# Task statement
With nothing left out, give the data back exactly.
··········
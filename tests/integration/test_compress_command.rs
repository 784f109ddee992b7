//! Integration tests for the compress command.

use std::fs;
use std::io::Write;
use std::process::{Command, Stdio};

use blockgz_lib::{BGZF_EOF, Blocks};
use tempfile::TempDir;

use crate::helpers::{arg, decompress, random_payload, run_blockgz, text_payload};

#[test]
fn test_compress_file_round_trip() {
    let temp_dir = TempDir::new().expect("Failed to create temp dir");
    let input = temp_dir.path().join("reads.sam");
    let output = temp_dir.path().join("reads.sam.gz");
    let payload = text_payload(10_000);
    fs::write(&input, &payload).unwrap();

    let result = run_blockgz(&["compress", "-i", arg(&input), "-o", arg(&output)]);
    assert!(result.status.success(), "stderr: {}", String::from_utf8_lossy(&result.stderr));

    let data = fs::read(&output).unwrap();
    assert_eq!(&data[data.len() - 28..], &BGZF_EOF);
    assert_eq!(decompress(data), payload);
}

#[test]
fn test_compress_incompressible_input_with_default_block_size() {
    let temp_dir = TempDir::new().unwrap();
    let input = temp_dir.path().join("random.bin");
    let output = temp_dir.path().join("random.bin.gz");
    let payload = random_payload(500_000, 9);
    fs::write(&input, &payload).unwrap();

    let result = run_blockgz(&["compress", "-i", arg(&input), "-o", arg(&output)]);
    assert!(result.status.success(), "stderr: {}", String::from_utf8_lossy(&result.stderr));
    assert_eq!(decompress(fs::read(&output).unwrap()), payload);
}

#[test]
fn test_compress_incompressible_input_with_full_blocks_fails() {
    let temp_dir = TempDir::new().unwrap();
    let input = temp_dir.path().join("random.bin");
    let output = temp_dir.path().join("random.bin.gz");
    fs::write(&input, random_payload(200_000, 10)).unwrap();

    let result = run_blockgz(&[
        "compress",
        "-i",
        arg(&input),
        "-o",
        arg(&output),
        "--block-size",
        "65536",
    ]);
    assert!(!result.status.success());
    assert!(String::from_utf8_lossy(&result.stderr).contains("smaller block size"));
}

#[test]
fn test_compress_stdin_to_stdout() {
    let payload = text_payload(2_000);
    let mut child = Command::new(env!("CARGO_BIN_EXE_blockgz"))
        .args(["compress", "--compression-level", "1"])
        .env("RUST_LOG", "warn")
        .stdin(Stdio::piped())
        .stdout(Stdio::piped())
        .spawn()
        .expect("Failed to spawn blockgz");
    {
        let mut stdin = child.stdin.take().unwrap();
        stdin.write_all(&payload).unwrap();
    }
    let result = child.wait_with_output().unwrap();
    assert!(result.status.success());
    assert_eq!(decompress(result.stdout), payload);
}

#[test]
fn test_compress_no_eof() {
    let temp_dir = TempDir::new().unwrap();
    let input = temp_dir.path().join("small.txt");
    let output = temp_dir.path().join("small.txt.gz");
    fs::write(&input, b"no terminator").unwrap();

    let result = run_blockgz(&["compress", "-i", arg(&input), "-o", arg(&output), "--no-eof"]);
    assert!(result.status.success());

    let data = fs::read(&output).unwrap();
    let sizes: Vec<usize> =
        Blocks::new(data.as_slice()).map(|b| b.unwrap().data.len()).collect();
    assert_eq!(sizes, vec![13]);
    assert_eq!(decompress(data), b"no terminator");
}

#[test]
fn test_compress_append() {
    let temp_dir = TempDir::new().unwrap();
    let first = temp_dir.path().join("first.txt");
    let second = temp_dir.path().join("second.txt");
    let output = temp_dir.path().join("both.gz");
    fs::write(&first, b"one\n").unwrap();
    fs::write(&second, b"two\n").unwrap();

    let result = run_blockgz(&["compress", "-i", arg(&first), "-o", arg(&output), "--no-eof"]);
    assert!(result.status.success());
    let result = run_blockgz(&["compress", "-i", arg(&second), "-o", arg(&output), "--append"]);
    assert!(result.status.success());

    assert_eq!(decompress(fs::read(&output).unwrap()), b"one\ntwo\n");
}

#[test]
fn test_compress_rejects_bad_level() {
    let temp_dir = TempDir::new().unwrap();
    let input = temp_dir.path().join("in.txt");
    fs::write(&input, b"x").unwrap();
    let output = temp_dir.path().join("out.gz");

    let result =
        run_blockgz(&["compress", "-i", arg(&input), "-o", arg(&output), "-l", "13"]);
    assert!(!result.status.success());
    assert!(String::from_utf8_lossy(&result.stderr).contains("compression-level"));
}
··········
# Task solution
filename tests/integration/test_compress_command.rs
repository 784f109ddee992b7
//! Integration tests for the compress command.

use std::fs;
use std::io::Write;
use std::process::{Command, Stdio};

use blockgz_lib::{BGZF_EOF, Blocks};
use tempfile::TempDir;

use crate::helpers::{arg, decompress, random_payload, run_blockgz, text_payload};

#[test]
fn test_compress_file_round_trip() {
    let temp_dir = TempDir::new().expect("Failed to create temp dir");
    let input = temp_dir.path().join("reads.sam");
    let output = temp_dir.path().join("reads.sam.gz");
    let payload = text_payload(10_000);
    fs::write(&input, &payload).unwrap();

    let result = run_blockgz(&["compress", "-i", arg(&input), "-o", arg(&output)]);
    assert!(result.status.success(), "stderr: {}", String::from_utf8_lossy(&result.stderr));

    let data = fs::read(&output).unwrap();
    assert_eq!(&data[data.len() - 28..], &BGZF_EOF);
    assert_eq!(decompress(data), payload);
}

#[test]
fn test_compress_incompressible_input_with_default_block_size() {
    let temp_dir = TempDir::new().unwrap();
    let input = temp_dir.path().join("random.bin");
    let output = temp_dir.path().join("random.bin.gz");
    let payload = random_payload(500_000, 9);
    fs::write(&input, &payload).unwrap();

    let result = run_blockgz(&["compress", "-i", arg(&input), "-o", arg(&output)]);
    assert!(result.status.success(), "stderr: {}", String::from_utf8_lossy(&result.stderr));
    assert_eq!(decompress(fs::read(&output).unwrap()), payload);
}

#[test]
fn test_compress_incompressible_input_with_full_blocks_fails() {
    let temp_dir = TempDir::new().unwrap();
    let input = temp_dir.path().join("random.bin");
    let output = temp_dir.path().join("random.bin.gz");
    fs::write(&input, random_payload(200_000, 10)).unwrap();

    let result = run_blockgz(&[
        "compress",
        "-i",
        arg(&input),
        "-o",
        arg(&output),
        "--block-size",
        "65536",
    ]);
    assert!(!result.status.success());
    assert!(String::from_utf8_lossy(&result.stderr).contains("smaller block size"));
}

#[test]
fn test_compress_stdin_to_stdout() {
    let payload = text_payload(2_000);
    let mut child = Command::new(env!("CARGO_BIN_EXE_blockgz"))
        .args(["compress", "--compression-level", "1"])
        .env("RUST_LOG", "warn")
        .stdin(Stdio::piped())
        .stdout(Stdio::piped())
        .spawn()
        .expect("Failed to spawn blockgz");
    {
        let mut stdin = child.stdin.take().unwrap();
        stdin.write_all(&payload).unwrap();
    }
    let result = child.wait_with_output().unwrap();
    assert!(result.status.success());
    assert_eq!(decompress(result.stdout), payload);
}

#[test]
fn test_compress_no_eof() {
    let temp_dir = TempDir::new().unwrap();
    let input = temp_dir.path().join("small.txt");
    let output = temp_dir.path().join("small.txt.gz");
    fs::write(&input, b"no terminator").unwrap();

    let result = run_blockgz(&["compress", "-i", arg(&input), "-o", arg(&output), "--no-eof"]);
    assert!(result.status.success());

    let data = fs::read(&output).unwrap();
    let sizes: Vec<usize> =
        Blocks::new(data.as_slice()).map(|b| b.unwrap().data.len()).collect();
    assert_eq!(sizes, vec![13]);
    assert_eq!(decompress(data), b"no terminator");
}

#[test]
fn test_compress_append() {
    let temp_dir = TempDir::new().unwrap();
    let first = temp_dir.path().join("first.txt");
    let second = temp_dir.path().join("second.txt");
    let output = temp_dir.path().join("both.gz");
    fs::write(&first, b"one\n").unwrap();
    fs::write(&second, b"two\n").unwrap();

    let result = run_blockgz(&["compress", "-i", arg(&first), "-o", arg(&output), "--no-eof"]);
    assert!(result.status.success());
    let result = run_blockgz(&["compress", "-i", arg(&second), "-o", arg(&output), "--append"]);
    assert!(result.status.success());

    assert_eq!(decompress(fs::read(&output).unwrap()), b"one\ntwo\n");
}

#[test]
fn test_compress_rejects_bad_level() {
    let temp_dir = TempDir::new().unwrap();
    let input = temp_dir.path().join("in.txt");
    fs::write(&input, b"x").unwrap();
    let output = temp_dir.path().join("out.gz");

    let result =
        run_blockgz(&["compress", "-i", arg(&input), "-o", arg(&output), "-l", "13"]);
    assert!(!result.status.success());
    assert!(String::from_utf8_lossy(&result.stderr).contains("compression-level"));
}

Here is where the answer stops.